This is Jabalia Refugee Camp
Reageer (0)This is Jabalia Refugee Camp
By : Samah Suhail Saleh
Yes, I am proud
to say: I live in this tiny space. Though tiny, Jabalia is the largest of the
Gaza Strip’s eight refugee camps and its 1.4 square kilometres are populated by
roughly 108 thousand people, making it one of the most densely populated areas
in Gaza and the world.
It is another typical day, walking for about four minutes to get a taxi to
Jala’a then to the university. Narrow alleys and pathways — some less than one metre wide — run between
the shelters making my walk between the densely-packed houses somewhat
interesting. It starts with a two-metre wide alley then turns to the left,
right, left and finally right, where I get to choose between a one- and a
three-metre wide alley to reach the street!
I guarantee you that I, like any other
Jabalian resident, am an expert in those pathways. No wonder: as a child,
playing hide and seek, unintentionally you memorize them, after all, these
alleys are the only playground you will ever know! With no one day passing
without mother saying: “On your way home from school, use the alleys and stay
away from cars”, you, being a good Mom-admiring child, come up with your own
road map to home sweet home, brilliant genius that you are! Moreover, when it
rains while you are walking with your little sister and no umbrella, knowing
these alleys flashes to you the spots to use as a shelter —
after all, the little ones count on you.
My walk has more to tell about Jabalia. I go on walking for two more minutes. As always, keeping myself busy, I practice the strange habit of reading everything that’s written on walls. The camp has no blank walls; walls speak for themselves and for the people. Being stuffed with all kinds of meanings and attitudes and continuously changing, you sense the people’s tendency to share.
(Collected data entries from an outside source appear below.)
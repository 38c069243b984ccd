//! JSON reporter
//!
//! Outputs the full AssessmentReport as pretty-printed JSON.
//! Useful for machine consumption, piping to jq, or further processing.

use crate::models::AssessmentReport;
use anyhow::Result;

/// Render report as JSON
pub fn render(report: &AssessmentReport) -> Result<String> {
    Ok(serde_json::to_string_pretty(report)?)
}

/// Render report as compact JSON (single line)
#[allow(dead_code)] // Public API helper
pub fn render_compact(report: &AssessmentReport) -> Result<String> {
    Ok(serde_json::to_string(report)?)
}
//! Consultation booking
//!
//! The follow-up flow offered after an assessment: pick a service, pick a
//! date and time slot, leave contact details. Validation is the only
//! fallible surface in this crate's core-adjacent code; everything else is
//! fail-soft. Confirmed bookings are handed to the simulated email outbox
//! together with a read-only copy of the assessment report.

pub mod email;

use chrono::NaiveDate;
use serde::{Deserialize, Serialize};
use thiserror::Error;
use uuid::Uuid;

/// How a consultation call is held.
#[derive(Debug, Clone, Copy, PartialEq, Eq, Serialize, Deserialize)]
#[serde(rename_all = "snake_case")]
pub enum CallKind {
    Zoom,
    Voice,
}

/// A bookable consultation service.
#[derive(Debug, Clone, Copy, PartialEq, Eq, Serialize)]
pub struct Service {
    pub id: &'static str,
    pub name: &'static str,
    pub kind: CallKind,
    pub duration: &'static str,
    pub description: &'static str,
}

static SERVICES: [Service; 2] = [
    Service {
        id: "zoom-assessment",
        name: "Zoom Call Assessment",
        kind: CallKind::Zoom,
        duration: "1 hr",
        description: "Professional mental wellness assessment via Zoom video call",
    },
    Service {
        id: "voice-assessment",
        name: "Voice Call Assessment",
        kind: CallKind::Voice,
        duration: "1 hr",
        description: "Professional mental wellness assessment via voice call",
    },
];

/// The bookable services.
pub fn services() -> &'static [Service] {
    &SERVICES
}

/// Find a service by its id.
pub fn find_service(id: &str) -> Option<&'static Service> {
    SERVICES.iter().find(|s| s.id == id)
}

/// Bookable slots, one-hour grid.
pub const TIME_SLOTS: [&str; 10] = [
    "09:00 AM", "10:00 AM", "11:00 AM", "12:00 PM", "01:00 PM", "02:00 PM", "03:00 PM", "04:00 PM",
    "05:00 PM", "06:00 PM",
];

/// Unvalidated booking input, as collected from a form or CLI flags.
#[derive(Debug, Clone, Default, Serialize, Deserialize)]
pub struct BookingRequest {
    pub name: String,
    pub email: String,
    #[serde(default)]
    pub phone: Option<String>,
    pub service_id: String,
    pub date: String,
    pub time: String,
}

/// Booking validation failures.
#[derive(Debug, Error, PartialEq, Eq)]
pub enum BookingError {
    #[error("a contact name is required")]
    MissingName,
    #[error("a contact email is required")]
    MissingEmail,
    #[error("'{0}' does not look like an email address")]
    InvalidEmail(String),
    #[error("unknown service '{0}'; valid services: zoom-assessment, voice-assessment")]
    UnknownService(String),
    #[error("invalid date '{0}'; expected YYYY-MM-DD")]
    InvalidDate(String),
    #[error("date {0} is in the past")]
    DateInPast(NaiveDate),
    #[error("'{0}' is not an available time slot")]
    UnknownTimeSlot(String),
}

/// A validated, confirmed booking.
#[derive(Debug, Clone, PartialEq, Eq, Serialize)]
pub struct Booking {
    /// Confirmation reference shown to the user.
    pub reference: String,
    pub name: String,
    pub email: String,
    pub phone: Option<String>,
    pub service: &'static Service,
    pub date: NaiveDate,
    pub time: String,
}

impl BookingRequest {
    /// Validate against the service and slot tables. `today` is passed in
    /// so callers (and tests) control the clock.
    pub fn confirm(self, today: NaiveDate) -> Result<Booking, BookingError> {
        if self.name.trim().is_empty() {
            return Err(BookingError::MissingName);
        }
        if self.email.trim().is_empty() {
            return Err(BookingError::MissingEmail);
        }
        if !self.email.contains('@') {
            return Err(BookingError::InvalidEmail(self.email));
        }

        let service = find_service(&self.service_id)
            .ok_or_else(|| BookingError::UnknownService(self.service_id.clone()))?;

        let date = NaiveDate::parse_from_str(&self.date, "%Y-%m-%d")
            .map_err(|_| BookingError::InvalidDate(self.date.clone()))?;
        if date < today {
            return Err(BookingError::DateInPast(date));
        }

        if !TIME_SLOTS.contains(&self.time.as_str()) {
            return Err(BookingError::UnknownTimeSlot(self.time));
        }

        Ok(Booking {
            reference: Uuid::new_v4().to_string(),
            name: self.name.trim().to_string(),
            email: self.email.trim().to_string(),
            phone: self.phone.filter(|p| !p.trim().is_empty()),
            service,
            date,
            time: self.time,
        })
    }
}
Joy, grief, sympathy, anger, resistance and even promotion. Examples : 'Long Live the revolution', 'Happy Adha Eid', 'Welcome home pilgrims, Hajj and Hajja', 'We aim for Paradise, Victory is ours', 'Congrats Hassan on marriage!', 'Let’s play! Summer Games 2010, UNRWA!' and so on.
It’s now 07:30 and the streets are with seemingly endless activity, waves of students going to 37 schools in this little Jabalia, 13 of which are running double shifts. The camp is so alive that the streets are already packed with people, cars and carts selling falafel, bread known as ka’ak , tea for taxi drivers and even accessories of teenage girls. The shops, whether they are bookstores, bakeries, shawerma restaurants or stores selling gowns and wedding dresses, all open their doors before 8 a.m.
Jabalia , Jabalia. Its story began when 35,000 of those refugees who had fled from villages in southern Palestine during the Nakba established the camp. Refugees were at first provided with tents, which UNRWA later replaced with cement block shelters, with asbestos roofs. Now the camp has a more urban character than ever.
The identity of the refugee is so present. If you have a 10-minute walk in the camp and ask the children here and there about the original villages they come from, you’ll get the answers in a blink of an eye. Majdal, Brair, Ne’lia, Beit Daras, Hlaigat, Kokaba, Joura, Hamama. 'Awda', the Arabic word for the return to the occupied lands, is all over Jabalia: Awda mosque, Awda pharmacy, Awda Hospital and more.
Sometimes , I can’t help finding it surprisingly overwhelming how younger generations still hold on to memories they did not live, how they long for the land they have not seen or walked on, how we fight for the holy right of return to a beautiful Palestine that, in our young minds, is no more than a painting created by the tales of our grandmas, the traditional Palestinian costumes of our Moms, the poems of Mahmoud Darwish and the rhymes old women sing as a groom comes to take his bride!
The first Palestinian Intifada, a major event in Palestinian modern history, started in Jabalia Camp in December 1987. My parents got married a year later and I was born in 1989, and belonging to this generation that lived the first and second Intifadas, I never have enough of listening to the stories of the Jabalians challenging the Israeli soldiers; teenage girls throwing stones, rebels fooling soldiers, holding weddings under siege and surviving brutal Israeli attacks with honour not humiliation. It fills me with much pride and determination.
Living,
the future, opportunities — these are perhaps concepts people other than
Palestinians take for granted, but for Gaza’s inhabitants, Jabalians included,
these ideals are in seemingly short supply. Yet no matter how many bombs
explode, how many bullets fly or how many martyrs fall, the story is about
survival. Despite all the statistics and extreme numbers documented and
reported, it is most simply put, a land of hope and contradictions!